Web 2.0 con­tent is the among most expen­sive to pro­duce, so it’s ironic that many com­pa­nies make this con­tent front and cen­ter with­out mea­sur­ing (let alone opti­miz­ing) its performance.

UPDATE: (There are all kinds of Web 2.0 con­tent. I’m focus­ing here on rich con­tent that is pro­duced in-house. But regard­less of where your Web 2.0 con­tent comes from, it’s worth mea­sur­ing its performance.)

I pro­pose this sim­ple guide­line: Web 2.0 con­tent should always be a means to an end, not an end in itself.  What’s the dif­fer­ence?  Here’s an exam­ple: Let’s say a Google user types in the query “Find­ing Nemo review” and they land on your site.  Are they really expect­ing a page with a video player front and cen­ter that shows the movie’s trailer?  Of course not: They are obvi­ously look­ing for links to movie reviews they can trust.  If a video player is part of the equa­tion, it would only work if it promi­nently dis­plays a movie review. See the difference?

So before you deploy­Web 2.0 con­tent, ask your­self a sim­ple ques­tion: “Is this con­tent that my users would want to con­sume, and is this the way they would want to con­sume it?”  To answer that ques­tion, you need to know not only what the page is designed to do, but also how your users are get­ting there.
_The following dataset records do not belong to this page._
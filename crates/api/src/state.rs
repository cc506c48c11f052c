//! Shared application state.

use std::sync::Arc;

use engine::LifecycleEngine;
use event_store::EventStore;
use projections::{
    ProjectionProcessor, RevenueView, StudentCertificatesView, StudentEnrollmentsView,
};

use crate::error::ApiError;

/// Shared application state accessible from all handlers.
pub struct AppState<S: EventStore> {
    pub engine: LifecycleEngine<S>,
    pub enrollments: StudentEnrollmentsView,
    pub certificates: StudentCertificatesView,
    pub revenue: RevenueView,
    pub event_store: S,
    pub projection_processor: Arc<ProjectionProcessor<S>>,
}

impl<S: EventStore + Clone + 'static> AppState<S> {
    /// Brings the read models up to date with the log before a query.
    pub async fn catch_up(&self) -> Result<(), ApiError> {
        self.projection_processor.run_catch_up().await?;
        Ok(())
    }
}
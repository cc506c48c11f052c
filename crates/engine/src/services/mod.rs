//! Collaborators the engine calls out to.
//!
//! Each is a trait so deployments can plug in the real catalog, directory
//! and renderer; the in-memory versions back tests and local runs.

pub mod catalog;
pub mod directory;
pub mod renderer;

pub use catalog::{Course, CourseCatalog, InMemoryCourseCatalog};
pub use directory::{InMemoryStudentDirectory, Student, StudentDirectory};
pub use renderer::{
    CertificateDocument, CertificateRenderer, InMemoryCertificateRenderer, RenderError,
    certificate_pdf,
};
use serde::{Deserialize, Serialize};
use uuid::Uuid;

const PREFIX: &str = "CERT-";

/// Public, guess-resistant certificate identifier, e.g. `CERT-0192F3...`.
///
/// The suffix is a time-ordered UUID, so ids sort by issue time while still
/// carrying 74 random bits.
#[derive(Debug, Clone, PartialEq, Eq, Hash, PartialOrd, Ord, Serialize, Deserialize)]
#[serde(transparent)]
pub struct CertificateId(String);

impl CertificateId {
    pub fn generate() -> Self {
        let suffix = Uuid::now_v7().simple().to_string().to_uppercase();
        Self(format!("{PREFIX}{suffix}"))
    }

    /// Wraps an id received from a caller. Returns None if it is not
    /// shaped like a certificate id.
    pub fn parse(value: &str) -> Option<Self> {
        let suffix = value.strip_prefix(PREFIX)?;
        let well_formed = !suffix.is_empty()
            && suffix
                .chars()
                .all(|c| c.is_ascii_alphanumeric() || c == '-');
        well_formed.then(|| Self(value.to_string()))
    }

    pub fn as_str(&self) -> &str {
        &self.0
    }
}

impl std::fmt::Display for CertificateId {
    fn fmt(&self, f: &mut std::fmt::Formatter<'_>) -> std::fmt::Result {
        f.write_str(&self.0)
    }
}

impl AsRef<str> for CertificateId {
    fn as_ref(&self) -> &str {
        &self.0
    }
}
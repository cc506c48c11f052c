//! Read model views built from the event log.

pub mod revenue;
pub mod student_certificates;
pub mod student_enrollments;

pub use revenue::{CourseRevenue, MonthlyRevenue, RevenueStats, RevenueView};
pub use student_certificates::{CertificateSummary, StudentCertificatesView};
pub use student_enrollments::{EnrollmentSummary, StudentEnrollmentsView};
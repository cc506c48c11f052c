//! Engine tuning knobs.

use std::time::Duration;

/// Runtime settings for the lifecycle engine.
#[derive(Debug, Clone)]
pub struct EngineConfig {
    /// Base of every certificate verification URL.
    pub public_base_url: String,

    /// UPI handle payments are made out to.
    pub upi_id: String,

    /// Longest a single render attempt may take.
    pub render_timeout: Duration,

    /// Failed render attempts before an artifact is marked failed.
    pub render_max_attempts: u32,

    /// Pause between automatic render attempts for the same certificate.
    pub render_retry_backoff: Duration,

    pub sweep_interval: Duration,

    /// Attempts per command when writers keep conflicting.
    pub command_retry_limit: u32,
}

impl EngineConfig {
    pub fn verification_url(&self, certificate_id: &str) -> String {
        format!(
            "{}/verify-certificate/{certificate_id}",
            self.public_base_url.trim_end_matches('/')
        )
    }
}

impl Default for EngineConfig {
    fn default() -> Self {
        Self {
            public_base_url: "http://localhost:5173".to_string(),
            upi_id: "elearning@upi".to_string(),
            render_timeout: Duration::from_secs(10),
            render_max_attempts: 5,
            render_retry_backoff: Duration::from_secs(1),
            sweep_interval: Duration::from_secs(60),
            command_retry_limit: 8,
        }
    }
}
//! Append-only event store.
//!
//! Every durable record in the engine is an event stream keyed by an
//! [`AggregateId`]. Writers append with an expected stream version and the
//! store rejects stale writers with [`EventStoreError::ConcurrencyConflict`].
//! [`EventStore::append_batch`] commits appends to several streams as one
//! unit, which is how multi-record state transitions stay atomic.

pub mod error;
pub mod event;
pub mod memory;
pub mod postgres;
pub mod query;
pub mod snapshot;
pub mod store;

pub use common::AggregateId;
pub use error::{EventStoreError, Result};
pub use event::{EventEnvelope, EventEnvelopeBuilder, EventId, Version};
pub use memory::InMemoryEventStore;
pub use postgres::PostgresEventStore;
pub use query::EventQuery;
pub use snapshot::Snapshot;
pub use store::{AppendOptions, EventStore, EventStoreExt, EventStream, StreamAppend};
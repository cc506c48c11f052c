//! Student directory trait and in-memory implementation.

use std::collections::HashMap;
use std::sync::{Arc, PoisonError, RwLock};

use async_trait::async_trait;
use common::StudentId;
use serde::{Deserialize, Serialize};

use crate::error::Result;

#[derive(Debug, Clone, PartialEq, Eq, Serialize, Deserialize)]
pub struct Student {
    pub id: StudentId,
    pub name: String,
    pub email: String,
}

/// Looks up the people certificates are issued to.
#[async_trait]
pub trait StudentDirectory: Send + Sync {
    async fn get_student(&self, student_id: StudentId) -> Result<Option<Student>>;
}

#[derive(Debug, Clone, Default)]
pub struct InMemoryStudentDirectory {
    students: Arc<RwLock<HashMap<StudentId, Student>>>,
}

impl InMemoryStudentDirectory {
    pub fn new() -> Self {
        Self::default()
    }

    pub fn with_students(students: impl IntoIterator<Item = Student>) -> Self {
        let directory = Self::new();
        for student in students {
            directory.insert(student);
        }
        directory
    }

    pub fn insert(&self, student: Student) {
        self.students
            .write()
            .unwrap_or_else(PoisonError::into_inner)
            .insert(student.id, student);
    }
}

#[async_trait]
impl StudentDirectory for InMemoryStudentDirectory {
    async fn get_student(&self, student_id: StudentId) -> Result<Option<Student>> {
        Ok(self
            .students
            .read()
            .unwrap_or_else(PoisonError::into_inner)
            .get(&student_id)
            .cloned())
    }
}

#[cfg(test)]
mod tests {
    use super::*;

    #[tokio::test]
    async fn lookup() {
        let student = Student {
            id: StudentId::new(),
            name: "Asha Rao".to_string(),
            email: "asha@example.com".to_string(),
        };
        let directory = InMemoryStudentDirectory::with_students([student.clone()]);

        assert_eq!(
            directory.get_student(student.id).await.unwrap(),
            Some(student)
        );
        assert_eq!(directory.get_student(StudentId::new()).await.unwrap(), None);
    }
}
Once you’ve decided to move for­ward, build in tools to track usage.

What’s that?  You’re not mea­sur­ing the per­for­mance of Web 2.0 con­tent because it’s too hard to track?  Non­sense!  Today’s tools allow you to mea­sure the per­for­mance of Flash, video and AJAX con­tent with great pre­ci­sion, as well as to test alternatives.
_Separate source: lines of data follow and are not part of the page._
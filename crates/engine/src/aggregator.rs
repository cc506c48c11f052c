//! Course progress recomputation and completion.

use std::sync::Arc;

use common::AggregateId;
use domain::{Enrollment, EnrollmentEvent};
use event_store::EventStore;

use crate::config::EngineConfig;
use crate::error::Result;
use crate::issuer::CertificateIssuer;
use crate::retry::with_conflict_retry;
use crate::services::Course;
use crate::streams::Streams;

/// Turns finished lessons into course progress, and a finished course into
/// a certificate.
pub struct CompletionAggregator<S: EventStore> {
    streams: Arc<Streams<S>>,
    issuer: Arc<CertificateIssuer<S>>,
    config: Arc<EngineConfig>,
}

impl<S> CompletionAggregator<S>
where
    S: EventStore + Clone + 'static,
{
    pub(crate) fn new(
        streams: Arc<Streams<S>>,
        issuer: Arc<CertificateIssuer<S>>,
        config: Arc<EngineConfig>,
    ) -> Self {
        Self {
            streams,
            issuer,
            config,
        }
    }

    /// Recomputes progress against the course's lesson list.
    ///
    /// Progress is only written when it goes up and completion is recorded
    /// once, in the same append. A completed enrollment then gets its
    /// certificate; issuance failures are logged and left to the sweep,
    /// they never fail the caller.
    #[tracing::instrument(skip(self, course), fields(course_id = %course.id))]
    pub async fn recompute(&self, enrollment_id: AggregateId, course: &Course) -> Result<Enrollment> {
        let lessons = course.lesson_ids.as_slice();
        let result = with_conflict_retry(
            "recompute_progress",
            self.config.command_retry_limit,
            move || async move {
                Ok(self
                    .streams
                    .enrollments
                    .execute_with_snapshot(enrollment_id, |enrollment| {
                        enrollment.recompute(lessons)
                    })
                    .await?)
            },
        )
        .await?;

        let enrollment = result.aggregate;
        let completed_now = result
            .events
            .iter()
            .any(|event| matches!(event, EnrollmentEvent::EnrollmentCompleted(_)));

        if completed_now {
            metrics::counter!("courses_completed_total").increment(1);
            tracing::info!(
                %enrollment_id,
                progress = enrollment.progress(),
                "course completed"
            );
        }

        if enrollment.is_completed()
            && let Err(error) = self.issuer.issue_if_absent(&enrollment).await
        {
            tracing::error!(
                %enrollment_id,
                %error,
                "certificate issuance failed, leaving it to the sweep"
            );
        }

        Ok(enrollment)
    }
}
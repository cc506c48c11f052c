//! Administrative endpoints. Every handler requires `x-role: admin`.

use std::sync::Arc;

use axum::Json;
use axum::extract::{Path, State};
use common::{CourseId, StudentId};
use event_store::EventStore;
use projections::RevenueStats;
use serde::{Deserialize, Serialize};

use crate::auth::AdminCaller;
use crate::error::ApiError;
use crate::routes::certificates::CertificateResponse;
use crate::routes::enrollments::{EnrollmentResponse, TransactionResponse};
use crate::routes::{parse_aggregate_id, parse_id};
use crate::state::AppState;

#[derive(Deserialize)]
#[serde(rename_all = "camelCase")]
pub struct ReasonRequest {
    pub reason: String,
}

#[derive(Deserialize)]
#[serde(rename_all = "camelCase")]
pub struct CancelEnrollmentRequest {
    pub student_id: String,
    pub course_id: String,
    pub reason: String,
}

#[derive(Serialize)]
#[serde(rename_all = "camelCase")]
pub struct CourseRevenueResponse {
    pub course_id: String,
    pub course_name: String,
    pub enrollments: u64,
    pub revenue: f64,
}

#[derive(Serialize)]
#[serde(rename_all = "camelCase")]
pub struct MonthlyRevenueResponse {
    pub month: String,
    pub transactions: u64,
    pub revenue: f64,
}

#[derive(Serialize)]
#[serde(rename_all = "camelCase")]
pub struct RevenueStatsResponse {
    pub total_revenue: f64,
    pub total_transactions: u64,
    pub average_order_value: f64,
    pub top_courses: Vec<CourseRevenueResponse>,
    pub revenue_by_month: Vec<MonthlyRevenueResponse>,
}

impl From<RevenueStats> for RevenueStatsResponse {
    fn from(stats: RevenueStats) -> Self {
        Self {
            total_revenue: stats.total_revenue.as_major(),
            total_transactions: stats.total_transactions,
            average_order_value: stats.average_order_value.as_major(),
            top_courses: stats
                .top_courses
                .into_iter()
                .map(|course| CourseRevenueResponse {
                    course_id: course.course_id.to_string(),
                    course_name: course.course_title,
                    enrollments: course.enrollments,
                    revenue: course.revenue.as_major(),
                })
                .collect(),
            revenue_by_month: stats
                .revenue_by_month
                .into_iter()
                .map(|month| MonthlyRevenueResponse {
                    month: month.month,
                    transactions: month.transactions,
                    revenue: month.revenue.as_major(),
                })
                .collect(),
        }
    }
}

/// Response type for event envelope data.
#[derive(Serialize)]
#[serde(rename_all = "camelCase")]
pub struct EventEnvelopeResponse {
    pub event_id: String,
    pub event_type: String,
    pub aggregate_id: String,
    pub aggregate_type: String,
    pub version: i64,
    pub timestamp: String,
    pub payload: serde_json::Value,
}

/// POST /admin/certificates/{id}/revoke
#[tracing::instrument(skip(state, _admin, req))]
pub async fn revoke_certificate<S: EventStore + Clone + 'static>(
    State(state): State<Arc<AppState<S>>>,
    _admin: AdminCaller,
    Path(certificate_id): Path<String>,
    Json(req): Json<ReasonRequest>,
) -> Result<Json<CertificateResponse>, ApiError> {
    let reason = non_blank(&req.reason)?;
    let certificate = state
        .engine
        .certificates()
        .revoke(&certificate_id, reason)
        .await?;
    Ok(Json(CertificateResponse::from(&certificate)))
}

/// POST /admin/certificates/{id}/render: queue another render attempt.
#[tracing::instrument(skip(state, _admin))]
pub async fn render_certificate<S: EventStore + Clone + 'static>(
    State(state): State<Arc<AppState<S>>>,
    _admin: AdminCaller,
    Path(certificate_id): Path<String>,
) -> Result<Json<CertificateResponse>, ApiError> {
    let certificate = state
        .engine
        .certificates()
        .request_render(&certificate_id)
        .await?;
    Ok(Json(CertificateResponse::from(&certificate)))
}

/// POST /admin/transactions/{id}/refund
#[tracing::instrument(skip(state, _admin, req))]
pub async fn refund_transaction<S: EventStore + Clone + 'static>(
    State(state): State<Arc<AppState<S>>>,
    _admin: AdminCaller,
    Path(transaction_id): Path<String>,
    Json(req): Json<ReasonRequest>,
) -> Result<Json<TransactionResponse>, ApiError> {
    let transaction_id = parse_aggregate_id(&transaction_id)?;
    let reason = non_blank(&req.reason)?;
    let transaction = state
        .engine
        .enrollments()
        .refund(transaction_id, reason)
        .await?;
    Ok(Json(TransactionResponse::new(transaction_id, &transaction)))
}

/// POST /admin/enrollments/cancel
#[tracing::instrument(skip(state, _admin, req))]
pub async fn cancel_enrollment<S: EventStore + Clone + 'static>(
    State(state): State<Arc<AppState<S>>>,
    _admin: AdminCaller,
    Json(req): Json<CancelEnrollmentRequest>,
) -> Result<Json<EnrollmentResponse>, ApiError> {
    let student_id: StudentId = parse_id(&req.student_id, "studentId")?;
    let course_id: CourseId = parse_id(&req.course_id, "courseId")?;
    let reason = non_blank(&req.reason)?;

    let enrollment = state
        .engine
        .enrollments()
        .cancel(student_id, course_id, reason)
        .await?;
    Ok(Json(EnrollmentResponse::from(&enrollment)))
}

/// GET /admin/transactions/stats: revenue from completed payments.
#[tracing::instrument(skip(state, _admin))]
pub async fn transaction_stats<S: EventStore + Clone + 'static>(
    State(state): State<Arc<AppState<S>>>,
    _admin: AdminCaller,
) -> Result<Json<RevenueStatsResponse>, ApiError> {
    state.catch_up().await?;
    Ok(Json(RevenueStatsResponse::from(state.revenue.stats().await)))
}

/// GET /admin/streams/{id}/events: raw history of any stream.
#[tracing::instrument(skip(state, _admin))]
pub async fn stream_events<S: EventStore + Clone + 'static>(
    State(state): State<Arc<AppState<S>>>,
    _admin: AdminCaller,
    Path(id): Path<String>,
) -> Result<Json<Vec<EventEnvelopeResponse>>, ApiError> {
    let aggregate_id = parse_aggregate_id(&id)?;

    let envelopes = state
        .event_store
        .get_events_for_aggregate(aggregate_id)
        .await
        .map_err(|e| ApiError::Internal(e.to_string()))?;

    let responses: Vec<EventEnvelopeResponse> = envelopes
        .into_iter()
        .map(|e| EventEnvelopeResponse {
            event_id: e.event_id.to_string(),
            event_type: e.event_type,
            aggregate_id: e.aggregate_id.to_string(),
            aggregate_type: e.aggregate_type,
            version: e.version.as_i64(),
            timestamp: e.timestamp.to_rfc3339(),
            payload: e.payload,
        })
        .collect();

    Ok(Json(responses))
}

fn non_blank(reason: &str) -> Result<&str, ApiError> {
    let reason = reason.trim();
    if reason.is_empty() {
        return Err(ApiError::BadRequest("reason must not be empty".to_string()));
    }
    Ok(reason)
}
Think of it this way: If it’s not worth mea­sur­ing, is it really worth building?

And since you’re mea­sur­ing, why not tar­get while you’re at it?  Tar­get­ing allows you to use one page for mul­ti­ple pur­poses.  A query like “Find­ing Nemo review” would bring text reviews to the top of the page, whereas “Find­ing Nemo trailer” would make a video player front and center.
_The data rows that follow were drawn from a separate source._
//! Certificate domain events.

use chrono::{DateTime, Utc};
use common::{AggregateId, CourseId, StudentId};
use serde::{Deserialize, Serialize};
use serde_with::{base64::Base64, serde_as};

use crate::aggregate::DomainEvent;

use super::{CertificateId, Grade};

#[derive(Debug, Clone, Serialize, Deserialize)]
#[serde(tag = "type", content = "data")]
pub enum CertificateEvent {
    /// The certificate record exists; its artifact is not rendered yet.
    CertificateIssued(CertificateIssuedData),

    ArtifactRendered(ArtifactRenderedData),

    ArtifactRenderFailed(ArtifactRenderFailedData),

    /// An administrator asked for the artifact to be rendered again.
    ArtifactRenderRequested(ArtifactRenderRequestedData),

    CertificateRevoked(CertificateRevokedData),
}

impl DomainEvent for CertificateEvent {
    fn event_type(&self) -> &'static str {
        match self {
            CertificateEvent::CertificateIssued(_) => "CertificateIssued",
            CertificateEvent::ArtifactRendered(_) => "ArtifactRendered",
            CertificateEvent::ArtifactRenderFailed(_) => "ArtifactRenderFailed",
            CertificateEvent::ArtifactRenderRequested(_) => "ArtifactRenderRequested",
            CertificateEvent::CertificateRevoked(_) => "CertificateRevoked",
        }
    }
}

/// Everything printed on the certificate, captured at issue time.
#[derive(Debug, Clone, Serialize, Deserialize)]
pub struct CertificateIssuedData {
    pub certificate_id: CertificateId,
    pub student_id: StudentId,
    pub course_id: CourseId,
    pub enrollment_id: AggregateId,
    pub student_name: String,
    pub course_title: String,
    pub grade: Grade,
    pub progress: u8,
    pub verification_url: String,
    pub completed_at: DateTime<Utc>,
    pub issued_at: DateTime<Utc>,
}

#[serde_as]
#[derive(Debug, Clone, Serialize, Deserialize)]
pub struct ArtifactRenderedData {
    #[serde_as(as = "Base64")]
    pub bytes: Vec<u8>,
    pub attempt: u32,
    pub rendered_at: DateTime<Utc>,
}

#[derive(Debug, Clone, Serialize, Deserialize)]
pub struct ArtifactRenderFailedData {
    pub attempt: u32,
    pub error: String,

    /// No further automatic attempts will be made.
    pub exhausted: bool,
    pub failed_at: DateTime<Utc>,
}

#[derive(Debug, Clone, Serialize, Deserialize)]
pub struct ArtifactRenderRequestedData {
    pub requested_at: DateTime<Utc>,
}

#[derive(Debug, Clone, Serialize, Deserialize)]
pub struct CertificateRevokedData {
    pub reason: String,
    pub revoked_at: DateTime<Utc>,
}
Once again, it all comes back to rel­e­vance.  It sounds too sim­ple to be true, but that’s the real deal.  The best way to pre­dict rel­e­vance is com­mon sense.  The best way to mea­sure rel­e­vance is to track per­for­mance.  The best way to improve rel­e­vance is to test, opti­mize and tar­get.  So you see, even test­ing is a means to an end, not an end unto itself.

3 comments
John Broady
John Broady

Hi Soeren, Thanks for the comment. There are all kinds of Web 2.0 content. I'm focusing here on rich content that is produced in-house. But regardless of where your Web 2.0 content comes from, it's worth measuring its performance. I updated the post to eliminate any confusion. John

Soeren Sprogoe
Soeren Sprogoe

I must admit I was a bit confused after reading this article. I think you need to start by defining what you mean by "Web 2.0 Content", and especially how you actually sit down and produce it (quote: "Web 2.0 content is the among most expensive to produce"). One of the most common definitions of "Web 2.0" is a social, interactive web, where the users themselves are the contributors. And if you follow this definition you can't actually sit down and produce "Web 2.0 Content" yourself. Here's how I read the article: - First the introduction sets me up to reading something about measuring the effect of Web 2.0 content, and using it in the best way. - Then I'm all of a sudden reading stuff about Flash, Videos and AJAX, which doesn't necessarilly have anything to do with Web 2.0 Content. - Then it goes on an rants about targeting relevant content. I'm sorry if the above seems harsh, but after reading the article a couple of times I still haven't figured out what it is about. Maybe I just need to brush up on my English :-)

kz
kz

I have a 1988 Reatta & that consule still works great. How many comp[utrs do you have that are that old??